= Enzyme induction and inhibition =

Enzyme induction is a process in which a molecule (e.g. a drug) induces (i.e. initiates or enhances) the expression of an enzyme.

Enzyme inhibition can refer to
- the inhibition of the expression of the enzyme by another molecule
- interference at the enzyme-level, basically with how the enzyme works. This can be competitive inhibition, uncompetitive inhibition, non-competitive inhibition or partially competitive inhibition.

If the molecule induces enzymes that are responsible for its own metabolism, this is called auto-induction (or auto-inhibition if there is inhibition). These processes are particular forms of gene expression regulation.

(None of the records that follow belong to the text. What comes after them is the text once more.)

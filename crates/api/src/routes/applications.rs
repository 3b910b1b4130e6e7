//! Application catalog (admin).

use axum::{
    extract::{Path, Query, State},
    routing::get,
    Json, Router,
};
use domain::models::application::{Application, CreateApplicationRequest};
use serde::Deserialize;
use shared::pagination::{PageRequest, PageResult};

use crate::app::AppState;
use crate::extractors::ProjectOperator;
use crate::response::{ApiResponse, ApiResult};
use crate::services::CatalogService;

#[derive(Debug, Default, Deserialize)]
pub struct ApplicationQuery {
    pub keyword: Option<String>,
}

pub fn router() -> Router<AppState> {
    Router::new()
        .route("/applications", get(list_applications).post(create_application))
        .route("/applications/:app_id", get(get_application))
}

async fn list_applications(
    State(state): State<AppState>,
    _op: ProjectOperator,
    Query(query): Query<ApplicationQuery>,
    Query(page): Query<PageRequest>,
) -> ApiResult<PageResult<Application>> {
    let result = CatalogService::new(state.pool.clone())
        .list_applications(query.keyword.as_deref(), &page)
        .await?;
    Ok(ApiResponse::ok(result))
}

/// POST /project/applications
///
/// A category with a parent is stored as `(parent, leaf)`.
async fn create_application(
    State(state): State<AppState>,
    _op: ProjectOperator,
    Json(request): Json<CreateApplicationRequest>,
) -> ApiResult<Application> {
    let app = CatalogService::new(state.pool.clone())
        .create_application(&request)
        .await?;
    Ok(ApiResponse::with_msg(app, "创建成功"))
}

async fn get_application(
    State(state): State<AppState>,
    _op: ProjectOperator,
    Path(app_id): Path<String>,
) -> ApiResult<Application> {
    let app = CatalogService::new(state.pool.clone())
        .get_application(&app_id)
        .await?;
    Ok(ApiResponse::ok(app))
}
//! Revoked `x-token` identifiers.

use chrono::{DateTime, Utc};
use sqlx::PgPool;

use crate::metrics::QueryTimer;

#[derive(Clone)]
pub struct TokenBlacklistRepository {
    pool: PgPool,
}

impl TokenBlacklistRepository {
    pub fn new(pool: PgPool) -> Self {
        Self { pool }
    }

    /// Revokes `jti` until the token would have expired anyway.
    pub async fn revoke(&self, jti: &str, expires_at: DateTime<Utc>) -> Result<(), sqlx::Error> {
        let timer = QueryTimer::new("revoke_token");
        let result = sqlx::query(
            "INSERT INTO jwt_blacklist (jti, expires_at) VALUES ($1, $2) ON CONFLICT (jti) DO NOTHING",
        )
        .bind(jti)
        .bind(expires_at)
        .execute(&self.pool)
        .await;
        timer.record();
        result.map(|_| ())
    }

    pub async fn is_revoked(&self, jti: &str) -> Result<bool, sqlx::Error> {
        let timer = QueryTimer::new("is_token_revoked");
        let result = sqlx::query_scalar::<_, bool>(
            "SELECT EXISTS(SELECT 1 FROM jwt_blacklist WHERE jti = $1 AND expires_at > NOW())",
        )
        .bind(jti)
        .fetch_one(&self.pool)
        .await;
        timer.record();
        result
    }

    /// Deletes entries for tokens that have expired. Returns the count removed.
    pub async fn purge_expired(&self) -> Result<u64, sqlx::Error> {
        let timer = QueryTimer::new("purge_expired_tokens");
        let result = sqlx::query("DELETE FROM jwt_blacklist WHERE expires_at <= NOW()")
            .execute(&self.pool)
            .await;
        timer.record();
        result.map(|r| r.rows_affected())
    }
}
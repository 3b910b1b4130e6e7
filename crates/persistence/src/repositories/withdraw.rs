//! Withdrawal record repository.

use chrono::{DateTime, Utc};
use domain::models::withdraw::{WithdrawFilter, WithdrawQuote, WithdrawRecord, WithdrawRequest};
use shared::pagination::PageRequest;
use sqlx::{PgConnection, PgPool};

use crate::entities::{WithdrawRecordEntity, WithdrawStatusDb, WithdrawTypeDb};
use crate::metrics::QueryTimer;

macro_rules! withdraw_columns {
    () => {
        "id, user_id, withdraw_no, amount, fee, actual_amount, withdraw_type, account_name, account_no, \
         status, reject_reason, audit_time, complete_time, created_at, updated_at"
    };
}

#[derive(Clone)]
pub struct WithdrawRepository {
    pool: PgPool,
}

impl WithdrawRepository {
    pub fn new(pool: PgPool) -> Self {
        Self { pool }
    }

    pub async fn insert(
        &self,
        conn: &mut PgConnection,
        user_id: i64,
        withdraw_no: &str,
        quote: &WithdrawQuote,
        request: &WithdrawRequest,
    ) -> Result<WithdrawRecordEntity, sqlx::Error> {
        let timer = QueryTimer::new("insert_withdraw");
        let result = sqlx::query_as::<_, WithdrawRecordEntity>(concat!(
            "INSERT INTO withdraw_records (user_id, withdraw_no, amount, fee, actual_amount, withdraw_type, \
             account_name, account_no) VALUES ($1, $2, $3, $4, $5, $6, $7, $8) RETURNING ",
            withdraw_columns!()
        ))
        .bind(user_id)
        .bind(withdraw_no)
        .bind(quote.amount)
        .bind(quote.fee)
        .bind(quote.actual_amount)
        .bind(WithdrawTypeDb::from(request.withdraw_type))
        .bind(&request.account_name)
        .bind(&request.account_no)
        .fetch_one(&mut *conn)
        .await;
        timer.record();
        result
    }

    pub async fn find_by_id(&self, id: i64) -> Result<Option<WithdrawRecordEntity>, sqlx::Error> {
        let timer = QueryTimer::new("find_withdraw_by_id");
        let result = sqlx::query_as::<_, WithdrawRecordEntity>(concat!(
            "SELECT ",
            withdraw_columns!(),
            " FROM withdraw_records WHERE id = $1"
        ))
        .bind(id)
        .fetch_optional(&self.pool)
        .await;
        timer.record();
        result
    }

    pub async fn lock(&self, conn: &mut PgConnection, id: i64) -> Result<Option<WithdrawRecordEntity>, sqlx::Error> {
        let timer = QueryTimer::new("lock_withdraw");
        let result = sqlx::query_as::<_, WithdrawRecordEntity>(concat!(
            "SELECT ",
            withdraw_columns!(),
            " FROM withdraw_records WHERE id = $1 FOR UPDATE"
        ))
        .bind(id)
        .fetch_optional(&mut *conn)
        .await;
        timer.record();
        result
    }

    /// Requests since `since` that count toward the daily cap.
    pub async fn count_since(&self, conn: &mut PgConnection, user_id: i64, since: DateTime<Utc>) -> Result<i64, sqlx::Error> {
        let timer = QueryTimer::new("count_withdraws_since");
        let result = sqlx::query_scalar::<_, i64>(
            r#"
            SELECT COUNT(*) FROM withdraw_records
            WHERE user_id = $1 AND created_at >= $2 AND status IN ('pending', 'approved', 'completed')
            "#,
        )
        .bind(user_id)
        .bind(since)
        .fetch_one(&mut *conn)
        .await;
        timer.record();
        result
    }

    pub async fn save(&self, conn: &mut PgConnection, record: &WithdrawRecord) -> Result<WithdrawRecordEntity, sqlx::Error> {
        let timer = QueryTimer::new("save_withdraw");
        let result = sqlx::query_as::<_, WithdrawRecordEntity>(concat!(
            "UPDATE withdraw_records SET status = $2, reject_reason = $3, audit_time = $4, complete_time = $5, \
             updated_at = NOW() WHERE id = $1 RETURNING ",
            withdraw_columns!()
        ))
        .bind(record.id)
        .bind(WithdrawStatusDb::from(record.status))
        .bind(record.reject_reason.as_deref())
        .bind(record.audit_time)
        .bind(record.complete_time)
        .fetch_one(&mut *conn)
        .await;
        timer.record();
        result
    }

    pub async fn list(&self, filter: &WithdrawFilter, page: &PageRequest) -> Result<(Vec<WithdrawRecordEntity>, i64), sqlx::Error> {
        let timer = QueryTimer::new("list_withdraws");
        let status = filter.status.map(WithdrawStatusDb::from);
        let rows = sqlx::query_as::<_, WithdrawRecordEntity>(concat!(
            "SELECT ",
            withdraw_columns!(),
            " FROM withdraw_records WHERE ($1::withdraw_status IS NULL OR status = $1) \
             AND ($2::BIGINT IS NULL OR user_id = $2) \
             AND ($3::TEXT IS NULL OR withdraw_no = $3) \
             ORDER BY created_at DESC, id DESC LIMIT $4 OFFSET $5"
        ))
        .bind(status)
        .bind(filter.user_id)
        .bind(filter.withdraw_no.as_deref())
        .bind(page.limit())
        .bind(page.offset())
        .fetch_all(&self.pool)
        .await?;
        let total = sqlx::query_scalar::<_, i64>(
            r#"
            SELECT COUNT(*) FROM withdraw_records
            WHERE ($1::withdraw_status IS NULL OR status = $1)
              AND ($2::BIGINT IS NULL OR user_id = $2)
              AND ($3::TEXT IS NULL OR withdraw_no = $3)
            "#,
        )
        .bind(status)
        .bind(filter.user_id)
        .bind(filter.withdraw_no.as_deref())
        .fetch_one(&self.pool)
        .await?;
        timer.record();
        Ok((rows, total))
    }
}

These terms are of particular interest to pharmacology, and more specifically to drug metabolism and drug interactions. They also apply to molecular biology.

==History==
In the late 1950s and early 1960s, the French molecular biologists François Jacob and Jacques Monod became the first to explain enzyme induction, in the context of the lac operon of Escherichia coli. In the absence of lactose, the constitutively expressed lac repressor protein binds to the operator region of the DNA and prevents the transcription of the operon genes. When present, lactose binds to the lac repressor, causing it to separate from the DNA and thereby enabling transcription to occur. Monod and Jacob generated this theory following 15 years of work by them and others (including Joshua Lederberg), partially as an explanation for Monod's observation of diauxie. Previously, Monod had hypothesized that enzymes could physically adapt themselves to new substrates; a series of experiments by him, Jacob, and Arthur Pardee eventually demonstrated this to be incorrect and led them to the modern theory, for which he and Jacob shared the 1965 Nobel Prize in Physiology or Medicine (together with André Lwoff).
- Aryl hydrocarbon receptor

==Potency==

Index inducer or just inducer predictably induce metabolism via a given pathway and are commonly used in prospective clinical drug-drug interaction studies.

Strong, moderate, and weak inducers are drugs that decreases the AUC of sensitive index substrates of a given metabolic pathway by ≥80%, ≥50% to <80%, and ≥20% to <50%, respectively.